The task |
Copy out each line of the entries where the word "Whether" is present.

Collected data
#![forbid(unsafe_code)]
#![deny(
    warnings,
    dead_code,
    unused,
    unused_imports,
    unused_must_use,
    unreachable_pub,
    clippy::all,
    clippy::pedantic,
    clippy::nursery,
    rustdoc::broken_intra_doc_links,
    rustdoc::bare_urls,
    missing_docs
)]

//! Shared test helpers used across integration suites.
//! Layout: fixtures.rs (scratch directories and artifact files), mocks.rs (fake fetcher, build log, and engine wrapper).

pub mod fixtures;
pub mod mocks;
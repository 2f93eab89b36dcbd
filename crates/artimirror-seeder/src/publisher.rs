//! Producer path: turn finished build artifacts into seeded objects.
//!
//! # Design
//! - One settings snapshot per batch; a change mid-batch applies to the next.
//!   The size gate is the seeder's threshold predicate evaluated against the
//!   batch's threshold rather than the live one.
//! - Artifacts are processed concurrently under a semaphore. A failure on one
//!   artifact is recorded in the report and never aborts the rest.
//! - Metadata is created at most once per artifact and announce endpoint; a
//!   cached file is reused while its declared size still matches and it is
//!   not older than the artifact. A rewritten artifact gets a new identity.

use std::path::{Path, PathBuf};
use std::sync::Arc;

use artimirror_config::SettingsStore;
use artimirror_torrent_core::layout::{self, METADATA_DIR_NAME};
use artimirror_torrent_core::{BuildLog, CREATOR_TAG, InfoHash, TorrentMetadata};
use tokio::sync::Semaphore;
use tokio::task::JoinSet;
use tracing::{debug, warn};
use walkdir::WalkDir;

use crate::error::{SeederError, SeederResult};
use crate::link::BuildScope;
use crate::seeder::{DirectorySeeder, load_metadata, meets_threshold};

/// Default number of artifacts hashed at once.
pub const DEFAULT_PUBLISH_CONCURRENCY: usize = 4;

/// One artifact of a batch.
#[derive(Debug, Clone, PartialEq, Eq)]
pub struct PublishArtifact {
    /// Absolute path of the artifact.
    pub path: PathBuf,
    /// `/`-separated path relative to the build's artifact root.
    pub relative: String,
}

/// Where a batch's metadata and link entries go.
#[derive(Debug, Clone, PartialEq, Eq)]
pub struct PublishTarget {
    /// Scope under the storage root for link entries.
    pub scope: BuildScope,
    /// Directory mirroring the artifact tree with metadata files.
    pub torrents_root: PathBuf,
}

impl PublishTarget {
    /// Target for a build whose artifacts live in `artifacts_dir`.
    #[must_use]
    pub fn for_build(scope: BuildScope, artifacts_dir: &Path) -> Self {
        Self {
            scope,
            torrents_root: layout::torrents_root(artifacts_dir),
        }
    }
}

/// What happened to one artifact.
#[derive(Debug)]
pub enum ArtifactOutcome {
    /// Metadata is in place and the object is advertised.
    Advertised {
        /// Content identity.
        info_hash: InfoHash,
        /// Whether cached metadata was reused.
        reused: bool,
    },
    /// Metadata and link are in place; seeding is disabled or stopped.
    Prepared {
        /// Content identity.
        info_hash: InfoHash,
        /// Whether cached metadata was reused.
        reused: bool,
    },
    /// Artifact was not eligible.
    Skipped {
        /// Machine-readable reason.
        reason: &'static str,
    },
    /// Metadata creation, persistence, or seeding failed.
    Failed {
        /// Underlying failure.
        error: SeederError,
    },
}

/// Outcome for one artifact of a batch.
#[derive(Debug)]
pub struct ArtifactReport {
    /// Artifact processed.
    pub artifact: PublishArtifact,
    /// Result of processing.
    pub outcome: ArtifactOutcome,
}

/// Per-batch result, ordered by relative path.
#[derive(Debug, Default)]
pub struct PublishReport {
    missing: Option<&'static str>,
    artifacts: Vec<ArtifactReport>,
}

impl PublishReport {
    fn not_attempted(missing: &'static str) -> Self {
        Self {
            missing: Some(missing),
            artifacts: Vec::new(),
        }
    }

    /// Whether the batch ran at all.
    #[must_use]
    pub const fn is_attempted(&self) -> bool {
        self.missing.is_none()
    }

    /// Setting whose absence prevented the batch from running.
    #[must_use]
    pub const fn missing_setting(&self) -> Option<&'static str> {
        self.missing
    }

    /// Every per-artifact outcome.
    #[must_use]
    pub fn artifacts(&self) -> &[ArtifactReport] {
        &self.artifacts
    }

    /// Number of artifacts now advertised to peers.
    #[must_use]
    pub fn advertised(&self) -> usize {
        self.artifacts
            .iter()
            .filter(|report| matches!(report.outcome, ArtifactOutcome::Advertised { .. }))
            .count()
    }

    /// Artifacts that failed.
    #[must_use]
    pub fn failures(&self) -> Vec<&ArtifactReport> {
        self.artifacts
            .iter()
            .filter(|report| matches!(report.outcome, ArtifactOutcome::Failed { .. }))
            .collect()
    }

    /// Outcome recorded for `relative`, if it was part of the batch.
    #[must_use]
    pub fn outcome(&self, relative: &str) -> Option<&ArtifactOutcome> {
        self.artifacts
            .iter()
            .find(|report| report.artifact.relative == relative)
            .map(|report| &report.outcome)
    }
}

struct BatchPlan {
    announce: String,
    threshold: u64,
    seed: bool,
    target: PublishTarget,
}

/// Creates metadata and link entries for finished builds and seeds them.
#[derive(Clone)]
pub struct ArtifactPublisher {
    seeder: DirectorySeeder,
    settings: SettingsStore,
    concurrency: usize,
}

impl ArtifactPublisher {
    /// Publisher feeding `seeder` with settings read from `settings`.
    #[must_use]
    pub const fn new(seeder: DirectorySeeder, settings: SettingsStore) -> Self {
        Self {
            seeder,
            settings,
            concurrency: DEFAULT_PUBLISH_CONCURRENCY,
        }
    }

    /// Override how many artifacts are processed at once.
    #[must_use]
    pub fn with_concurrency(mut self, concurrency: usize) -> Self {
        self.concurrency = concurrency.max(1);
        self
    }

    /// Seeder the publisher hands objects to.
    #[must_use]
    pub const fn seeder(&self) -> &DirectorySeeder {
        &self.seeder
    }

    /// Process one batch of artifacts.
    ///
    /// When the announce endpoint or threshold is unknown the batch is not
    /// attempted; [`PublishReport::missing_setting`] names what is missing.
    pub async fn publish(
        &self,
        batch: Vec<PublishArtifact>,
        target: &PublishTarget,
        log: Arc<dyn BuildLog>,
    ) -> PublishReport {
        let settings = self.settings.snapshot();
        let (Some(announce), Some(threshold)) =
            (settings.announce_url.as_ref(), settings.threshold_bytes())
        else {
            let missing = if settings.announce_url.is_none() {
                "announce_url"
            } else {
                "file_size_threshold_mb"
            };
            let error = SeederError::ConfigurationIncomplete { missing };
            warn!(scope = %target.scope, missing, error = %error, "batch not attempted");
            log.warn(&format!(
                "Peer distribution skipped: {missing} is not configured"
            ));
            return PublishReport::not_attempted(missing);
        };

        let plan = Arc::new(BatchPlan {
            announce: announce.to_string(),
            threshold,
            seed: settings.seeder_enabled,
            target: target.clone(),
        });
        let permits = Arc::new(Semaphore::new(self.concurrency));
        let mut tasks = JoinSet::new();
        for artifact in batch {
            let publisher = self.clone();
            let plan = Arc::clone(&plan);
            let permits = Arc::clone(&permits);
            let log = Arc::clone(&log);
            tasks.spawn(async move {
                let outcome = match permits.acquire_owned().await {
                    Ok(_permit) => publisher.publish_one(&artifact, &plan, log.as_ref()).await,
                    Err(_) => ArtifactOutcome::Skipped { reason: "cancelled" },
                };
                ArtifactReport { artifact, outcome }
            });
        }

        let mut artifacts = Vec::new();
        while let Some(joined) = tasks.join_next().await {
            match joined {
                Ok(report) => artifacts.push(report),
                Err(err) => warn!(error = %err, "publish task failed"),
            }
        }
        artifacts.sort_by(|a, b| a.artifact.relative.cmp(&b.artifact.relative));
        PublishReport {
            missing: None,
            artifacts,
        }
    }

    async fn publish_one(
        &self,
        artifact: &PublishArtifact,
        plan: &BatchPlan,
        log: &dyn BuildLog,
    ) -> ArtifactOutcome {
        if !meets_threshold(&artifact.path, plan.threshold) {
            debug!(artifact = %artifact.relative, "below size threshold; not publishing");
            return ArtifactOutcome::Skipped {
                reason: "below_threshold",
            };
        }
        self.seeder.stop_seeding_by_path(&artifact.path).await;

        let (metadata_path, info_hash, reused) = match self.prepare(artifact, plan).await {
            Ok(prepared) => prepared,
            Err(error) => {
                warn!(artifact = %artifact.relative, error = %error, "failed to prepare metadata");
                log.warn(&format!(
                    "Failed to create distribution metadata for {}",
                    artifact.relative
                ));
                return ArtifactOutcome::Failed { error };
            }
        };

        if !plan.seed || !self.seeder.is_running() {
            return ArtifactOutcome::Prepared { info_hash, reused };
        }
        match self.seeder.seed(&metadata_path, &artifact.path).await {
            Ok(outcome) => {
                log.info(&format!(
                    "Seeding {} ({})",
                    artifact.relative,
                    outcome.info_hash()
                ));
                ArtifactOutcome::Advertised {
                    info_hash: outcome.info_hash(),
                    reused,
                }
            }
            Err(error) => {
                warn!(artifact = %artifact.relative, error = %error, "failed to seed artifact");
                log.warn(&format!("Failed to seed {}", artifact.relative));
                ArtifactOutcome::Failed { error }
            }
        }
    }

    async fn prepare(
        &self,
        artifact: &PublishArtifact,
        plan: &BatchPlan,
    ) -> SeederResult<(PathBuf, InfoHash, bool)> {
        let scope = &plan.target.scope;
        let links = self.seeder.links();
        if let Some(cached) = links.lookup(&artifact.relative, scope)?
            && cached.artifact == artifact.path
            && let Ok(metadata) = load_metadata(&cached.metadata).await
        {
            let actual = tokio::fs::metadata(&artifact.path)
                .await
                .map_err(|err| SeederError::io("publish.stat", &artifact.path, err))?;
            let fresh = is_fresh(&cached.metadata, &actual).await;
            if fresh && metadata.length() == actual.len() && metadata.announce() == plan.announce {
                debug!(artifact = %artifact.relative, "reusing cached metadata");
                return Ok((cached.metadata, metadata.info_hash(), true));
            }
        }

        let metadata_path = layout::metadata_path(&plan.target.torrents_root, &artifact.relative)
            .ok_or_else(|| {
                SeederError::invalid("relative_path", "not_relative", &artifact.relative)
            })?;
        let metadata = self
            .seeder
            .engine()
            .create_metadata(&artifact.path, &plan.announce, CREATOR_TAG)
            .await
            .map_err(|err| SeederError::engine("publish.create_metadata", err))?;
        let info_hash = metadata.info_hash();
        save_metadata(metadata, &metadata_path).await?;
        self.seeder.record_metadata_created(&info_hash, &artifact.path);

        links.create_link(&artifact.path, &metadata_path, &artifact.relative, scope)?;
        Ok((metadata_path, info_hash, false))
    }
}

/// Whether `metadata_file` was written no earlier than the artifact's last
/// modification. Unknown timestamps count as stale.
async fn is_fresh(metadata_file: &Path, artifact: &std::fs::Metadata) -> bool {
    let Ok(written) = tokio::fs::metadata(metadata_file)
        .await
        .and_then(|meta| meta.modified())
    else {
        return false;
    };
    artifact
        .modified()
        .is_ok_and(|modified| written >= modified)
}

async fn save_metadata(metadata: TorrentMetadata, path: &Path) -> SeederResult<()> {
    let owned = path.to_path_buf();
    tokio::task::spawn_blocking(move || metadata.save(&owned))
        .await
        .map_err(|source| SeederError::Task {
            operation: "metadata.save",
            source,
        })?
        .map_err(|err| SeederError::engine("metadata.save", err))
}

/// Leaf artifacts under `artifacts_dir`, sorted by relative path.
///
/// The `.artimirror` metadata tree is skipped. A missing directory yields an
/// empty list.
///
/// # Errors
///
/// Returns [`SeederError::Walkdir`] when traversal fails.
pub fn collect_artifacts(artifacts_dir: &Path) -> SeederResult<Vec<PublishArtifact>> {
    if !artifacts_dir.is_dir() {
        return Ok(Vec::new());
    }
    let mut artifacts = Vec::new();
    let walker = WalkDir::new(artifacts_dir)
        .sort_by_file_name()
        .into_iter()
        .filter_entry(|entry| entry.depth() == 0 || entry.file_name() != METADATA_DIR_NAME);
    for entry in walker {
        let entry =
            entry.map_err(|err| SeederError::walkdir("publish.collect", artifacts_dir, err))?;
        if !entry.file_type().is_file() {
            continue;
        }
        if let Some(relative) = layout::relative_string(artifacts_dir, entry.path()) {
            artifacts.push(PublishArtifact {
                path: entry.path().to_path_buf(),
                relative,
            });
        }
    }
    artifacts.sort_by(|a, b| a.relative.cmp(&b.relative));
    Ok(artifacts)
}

Written reply |
        /// Whether cached metadata was reused.
        /// Whether cached metadata was reused.
    /// Whether the batch ran at all.
/// Whether `metadata_file` was written no earlier than the artifact's last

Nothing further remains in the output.